→ **Task instructions**: For the records below, print the lines from the line with "mod routes;" through the line with "dotenvy::dotenv().ok();" exactly as written; include both end lines and exclude the rest.

→ **Exercise input**:
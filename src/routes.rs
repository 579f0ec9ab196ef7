use actix_files::NamedFile;
use actix_identity::Identity;
use actix_session::Session;
use actix_web::{
    get, post,
    web::{self, Data},
    HttpMessage, HttpRequest, HttpResponse, Responder,
};
use chrono::Local;
use serde::{Deserialize, Serialize};
use serde_json::json;
use tera::Context;

use crate::auth::{self, SessionUser};
use crate::errors::AppError;
use crate::structs::{LotOverview, Occupant, Role};
use crate::{db, utils, AppState, TEMPLATES};

fn render(template: &str, context: &Context) -> Result<HttpResponse, AppError> {
    let body = TEMPLATES.render(template, context)?;
    Ok(HttpResponse::Ok()
        .content_type("text/html; charset=utf-8")
        .body(body))
}

/// Context shared by every rendered page: title, flashes (drained here, so
/// only call this when actually rendering) and the session user if any.
fn page_context(identity: &Option<Identity>, session: &Session, title: &str) -> Context {
    let mut context = Context::new();
    context.insert("title", title);
    context.insert("version", env!("CARGO_PKG_VERSION"));
    context.insert("flashes", &auth::take_flashes(session));
    if let Some(user) = auth::current(identity, session) {
        context.insert("current_user", &user);
    }
    context
}

#[get("/")]
pub async fn index_handler(
    identity: Option<Identity>,
    session: Session,
) -> Result<impl Responder, AppError> {
    let context = page_context(&identity, &session, "Welcome");
    render("index.html", &context)
}

#[get("/signup")]
pub async fn signup_handler(
    identity: Option<Identity>,
    session: Session,
) -> Result<impl Responder, AppError> {
    let context = page_context(&identity, &session, "Sign up");
    render("signup.html", &context)
}

#[derive(Deserialize)]
pub struct SignupForm {
    username: String,
    password: String,
    confirm_password: String,
}

#[post("/signup")]
pub async fn signup_form_handler(
    web::Form(form): web::Form<SignupForm>,
    state: Data<AppState>,
    session: Session,
) -> Result<impl Responder, AppError> {
    if form.username.is_empty() || form.password.is_empty() || form.confirm_password.is_empty() {
        auth::flash(&session, "danger", "All fields are required!");
        return Ok(auth::see_other("/signup"));
    }
    if form.password != form.confirm_password {
        auth::flash(&session, "danger", "Passwords do not match!");
        return Ok(auth::see_other("/signup"));
    }
    if form.password.len() < 8 {
        auth::flash(&session, "danger", "Password must be at least 8 characters long.");
        return Ok(auth::see_other("/signup"));
    }

    match db::create_user(&state.db_pool, &form.username, &form.password).await {
        Ok(_) => {
            auth::flash(&session, "success", "Registration successful! Please login.");
            Ok(auth::see_other("/login"))
        }
        Err(db::SignupError::UsernameTaken) => {
            auth::flash(
                &session,
                "warning",
                "Username already exists. Please choose a different one.",
            );
            Ok(auth::see_other("/signup"))
        }
        Err(db::SignupError::Hash(e)) => Err(AppError::Password(e)),
        Err(db::SignupError::Db(e)) => Err(e.into()),
    }
}

#[get("/login")]
pub async fn login_handler(
    identity: Option<Identity>,
    session: Session,
) -> Result<impl Responder, AppError> {
    let context = page_context(&identity, &session, "Login");
    render("login.html", &context)
}

#[derive(Deserialize)]
pub struct LoginForm {
    username: String,
    password: String,
}

#[post("/login")]
pub async fn login_form_handler(
    web::Form(form): web::Form<LoginForm>,
    state: Data<AppState>,
    session: Session,
    request: HttpRequest,
) -> Result<impl Responder, AppError> {
    let user = db::find_user(&state.db_pool, &form.username).await?;
    match user {
        Some(user) if utils::verify_password(&form.password, &user.pwd_hash) => {
            Identity::login(&request.extensions(), user.id.to_string())
                .map_err(|e| AppError::Identity(e.to_string()))?;
            auth::establish(&session, &user.username, user.role)?;
            auth::flash(
                &session,
                "success",
                &format!("Welcome, {}!", user.username),
            );
            let destination = match user.role {
                Role::Admin => "/admindashboard",
                Role::User => "/userdashboard",
            };
            Ok(auth::see_other(destination))
        }
        _ => {
            auth::flash(&session, "danger", "Invalid username or password.");
            Ok(auth::see_other("/login"))
        }
    }
}

#[get("/logout")]
pub async fn logout_handler(identity: Option<Identity>, session: Session) -> impl Responder {
    if let Some(identity) = identity {
        identity.logout();
    }
    session.purge();
    auth::see_other("/login")
}

#[get("/userdashboard")]
pub async fn userdashboard_handler(
    identity: Option<Identity>,
    session: Session,
    state: Data<AppState>,
) -> Result<impl Responder, AppError> {
    let user = match auth::require(&identity, &session, Role::User) {
        Ok(user) => user,
        Err(denied) => return Ok(denied),
    };

    let active_booking = db::active_booking(&state.db_pool, user.id).await?;
    // the lot list is only offered while the user has nothing parked
    let lots = if active_booking.is_none() {
        db::lot_overviews(&state.db_pool).await?
    } else {
        Vec::new()
    };

    let mut context = page_context(&identity, &session, "Dashboard");
    context.insert("active_booking", &active_booking);
    context.insert("lots", &lots);
    render("userdashboard.html", &context)
}

#[post("/bookspot/{lot_id}")]
pub async fn bookspot_handler(
    path: web::Path<i64>,
    identity: Option<Identity>,
    session: Session,
    state: Data<AppState>,
) -> Result<impl Responder, AppError> {
    let user = match auth::require(&identity, &session, Role::User) {
        Ok(user) => user,
        Err(denied) => return Ok(denied),
    };
    let lot_id = path.into_inner();

    match db::book_spot(&state.db_pool, lot_id, user.id, Local::now().naive_local()).await {
        Ok(spot_number) => {
            auth::flash(
                &session,
                "success",
                &format!("Spot {} is yours. Happy parking!", spot_number),
            );
        }
        Err(db::BookError::AlreadyBooked) => {
            auth::flash(&session, "warning", "You already have an active parking spot.");
        }
        Err(db::BookError::NoSpotFree) => {
            auth::flash(
                &session,
                "danger",
                "Sorry, no spots are available in this lot at the moment.",
            );
        }
        Err(db::BookError::LotNotFound) => {
            auth::flash(&session, "danger", "That parking lot does not exist.");
        }
        Err(db::BookError::Db(e)) => return Err(e.into()),
    }
    Ok(auth::see_other("/userdashboard"))
}
use serde::{Deserialize, Serialize};
use sqlx::FromRow;

#[derive(Deserialize, Serialize, Debug, Clone, Copy, PartialEq, Eq, sqlx::Type)]
#[sqlx(rename_all = "lowercase")]
#[serde(rename_all = "lowercase")]
pub enum Role {
    User,
    Admin,
}

#[derive(Deserialize, Serialize, Debug, Clone, Copy, PartialEq, Eq, sqlx::Type)]
#[sqlx(rename_all = "lowercase")]
#[serde(rename_all = "lowercase")]
pub enum SpotStatus {
    Available,
    Occupied,
}

#[derive(Deserialize, Serialize, Debug, Clone, FromRow)]
pub struct User {
    pub id: i64,
    pub username: String,
    pub pwd_hash: String,
    pub role: Role,
}

#[derive(Deserialize, Serialize, Debug, Clone, FromRow)]
pub struct ParkingLot {
    pub id: i64,
    pub name: String,
    pub price_per_hour: f64,
    pub address: String,
    pub pincode: String,
    pub capacity: i64,
}

#[derive(Deserialize, Serialize, Debug, Clone, FromRow)]
pub struct ParkingSpot {
    pub id: i64,
    pub lot_id: i64,
    pub spot_number: i64,
    pub status: SpotStatus,
}

/// One reservation record. Timestamps are `%Y-%m-%d %H:%M:%S` TEXT.
/// `spot_id` goes NULL if the lot is deleted after the booking closed.
#[derive(Deserialize, Serialize, Debug, Clone, FromRow)]
pub struct ReservedSpot {
    pub id: i64,
    pub spot_id: Option<i64>,
    pub user_id: i64,
    pub parking_timestamp: String,
    pub leaving_timestamp: Option<String>,
    pub cost_per_hour: f64,
    pub total_cost: Option<f64>,
}

/// Lot row joined with its live occupied-spot count, for both dashboards.
#[derive(Serialize, Debug, Clone, FromRow)]
pub struct LotOverview {
    pub id: i64,
    pub name: String,
    pub price_per_hour: f64,
    pub address: String,
    pub pincode: String,
    pub capacity: i64,
    pub occupied_spots: i64,
}

#[derive(Serialize, Debug, Clone, FromRow)]
pub struct ActiveBooking {
    pub id: i64,
    pub lot_name: String,
    pub spot_number: i64,
    pub parking_timestamp: String,
    pub cost_per_hour: f64,
}

#[derive(Serialize, Debug, Clone, FromRow)]
pub struct HistoryEntry {
    pub lot_name: Option<String>,
    pub spot_number: Option<i64>,
    pub parking_timestamp: String,
    pub leaving_timestamp: String,
    pub total_cost: f64,
}

/// Who is parked where, shown per lot on the admin dashboard.
#[derive(Serialize, Debug, Clone, FromRow)]
pub struct Occupant {
    pub spot_number: i64,
    pub username: String,
    pub parking_timestamp: String,
}
#[macro_use]
extern crate lazy_static;
use actix_identity::IdentityMiddleware;
use actix_session::{storage::CookieSessionStore, SessionMiddleware};

use std::{env, str::FromStr};
use tera::Tera;

use actix_files::{Files, NamedFile};
use actix_web::{
    cookie::Key,
    http::{header, Method, StatusCode},
    middleware,
    web::{self, Data},
    App, Either, HttpResponse, HttpServer, Responder,
};
use log::info;
use sqlx::{
    sqlite::{SqliteConnectOptions, SqliteJournalMode},
    SqlitePool,
};

mod auth;
mod db;
mod errors;
mod routes;
mod structs;
mod utils;

#[derive(Debug, Clone)]
pub struct AppState {
    db_pool: SqlitePool,
}

lazy_static! {
    pub static ref TEMPLATES: Tera = {
        let mut tera = match Tera::new("templates/**/*") {
            Ok(t) => t,
            Err(e) => {
                log::error!("Parsing error(s): {}", e);
                ::std::process::exit(1);
            }
        };
        tera.autoescape_on(vec![".html"]);
        tera
    };
}

fn get_session_key() -> Key {
    match env::var("SESSION_KEY") {
        Ok(key) => Key::from(key.as_bytes()),
        Err(_) => {
            log::warn!("SESSION_KEY not set; sessions will not survive a restart");
            Key::generate()
        }
    }
}

const DEFAULT_ADMIN_PASSWORD: &str = "parkhaus#0123";

fn admin_password() -> String {
    env::var("ADMIN_PASSWORD").unwrap_or_else(|_| {
        log::warn!(
            "ADMIN_PASSWORD not set; seeding admin '{}' with the default password",
            db::ADMIN_USERNAME
        );
        DEFAULT_ADMIN_PASSWORD.to_owned()
    })
}

#[actix_web::main]
async fn main() -> std::io::Result<()> {
    dotenvy::dotenv().ok();
    env_logger::init_from_env(env_logger::Env::new().default_filter_or("info"));

    let database_url =
        env::var("DATABASE_URL").unwrap_or_else(|_| "sqlite://parkhaus.db".to_owned());

    let opts = SqliteConnectOptions::from_str(&database_url)
        .map_err(|e| std::io::Error::new(std::io::ErrorKind::Other, e))?
        .create_if_missing(true)
        .journal_mode(SqliteJournalMode::Wal)
        .foreign_keys(true)
        .read_only(false)
        .busy_timeout(std::time::Duration::from_secs(5));

    let db_pool = SqlitePool::connect_with(opts)
        .await
        .map_err(|e| std::io::Error::new(std::io::ErrorKind::Other, e))?;

    sqlx::migrate!().run(&db_pool).await.expect("Migrate Error");
    info!("Database migrated successfully");

    db::seed_admin(&db_pool, &admin_password())
        .await
        .map_err(|e| std::io::Error::new(std::io::ErrorKind::Other, e.to_string()))?;

    info!("Starting HTTP server on http://localhost:8080/");

    // one key for all workers; a per-worker generated key would invalidate
    // sessions depending on which worker answers
    let session_key = get_session_key();

    HttpServer::new(move || {
        App::new()
            // enable automatic response compression - usually register this first
            .wrap(middleware::Compress::default())
            .wrap(middleware::DefaultHeaders::new().add((header::CACHE_CONTROL, "no-store")))
            .wrap(IdentityMiddleware::default())
            .wrap(SessionMiddleware::new(
                CookieSessionStore::default(),
                session_key.clone(),
            ))
            // enable logger - always register Actix Web Logger middleware last
            .wrap(middleware::Logger::default())
            .service(Files::new("/static", "static"))
            .service(routes::favicon_handler)
            .service(routes::index_handler)
            .service(routes::signup_handler)
            .service(routes::signup_form_handler)
            .service(routes::login_handler)
            .service(routes::login_form_handler)
            .service(routes::logout_handler)
            .service(routes::userdashboard_handler)
            .service(routes::bookspot_handler)
            .service(routes::vacatespot_handler)
            .service(routes::userhistory_handler)
            .service(routes::usersummarychart_handler)
            .service(routes::mostusedlot_handler)
            .service(routes::usermonthlycost_handler)
            .service(routes::admindashboard_handler)
            .service(routes::createlot_handler)
            .service(routes::createlot_form_handler)
            .service(routes::editlot_handler)
            .service(routes::editlot_form_handler)
            .service(routes::deletelot_handler)
            .service(routes::allusers_handler)
            .service(routes::adminsummarychart_handler)
            .service(routes::peakhours_handler)
            .service(routes::lotoccupancy_handler)
            .app_data(Data::new(AppState {
                db_pool: db_pool.clone(),
            }))
            .default_service(web::to(default_handler))
    })
    .bind(("0.0.0.0", 8080))?
    .run()
    .await
}

async fn default_handler(req_method: Method) -> Result<impl Responder, std::io::Error> {
    match req_method {
        Method::GET => {
            let file = NamedFile::open("static/404.html")?
                .customize()
                .with_status(StatusCode::NOT_FOUND);
            Ok(Either::Left(file))
        }
        _ => Ok(Either::Right(HttpResponse::MethodNotAllowed().finish())),
    }
}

→ **The answer**:
mod routes;
mod structs;
mod utils;

#[derive(Debug, Clone)]
pub struct AppState {
    db_pool: SqlitePool,
}

lazy_static! {
    pub static ref TEMPLATES: Tera = {
        let mut tera = match Tera::new("templates/**/*") {
            Ok(t) => t,
            Err(e) => {
                log::error!("Parsing error(s): {}", e);
                ::std::process::exit(1);
            }
        };
        tera.autoescape_on(vec![".html"]);
        tera
    };
}

fn get_session_key() -> Key {
    match env::var("SESSION_KEY") {
        Ok(key) => Key::from(key.as_bytes()),
        Err(_) => {
            log::warn!("SESSION_KEY not set; sessions will not survive a restart");
            Key::generate()
        }
    }
}

const DEFAULT_ADMIN_PASSWORD: &str = "parkhaus#0123";

fn admin_password() -> String {
    env::var("ADMIN_PASSWORD").unwrap_or_else(|_| {
        log::warn!(
            "ADMIN_PASSWORD not set; seeding admin '{}' with the default password",
            db::ADMIN_USERNAME
        );
        DEFAULT_ADMIN_PASSWORD.to_owned()
    })
}

#[actix_web::main]
async fn main() -> std::io::Result<()> {
    dotenvy::dotenv().ok();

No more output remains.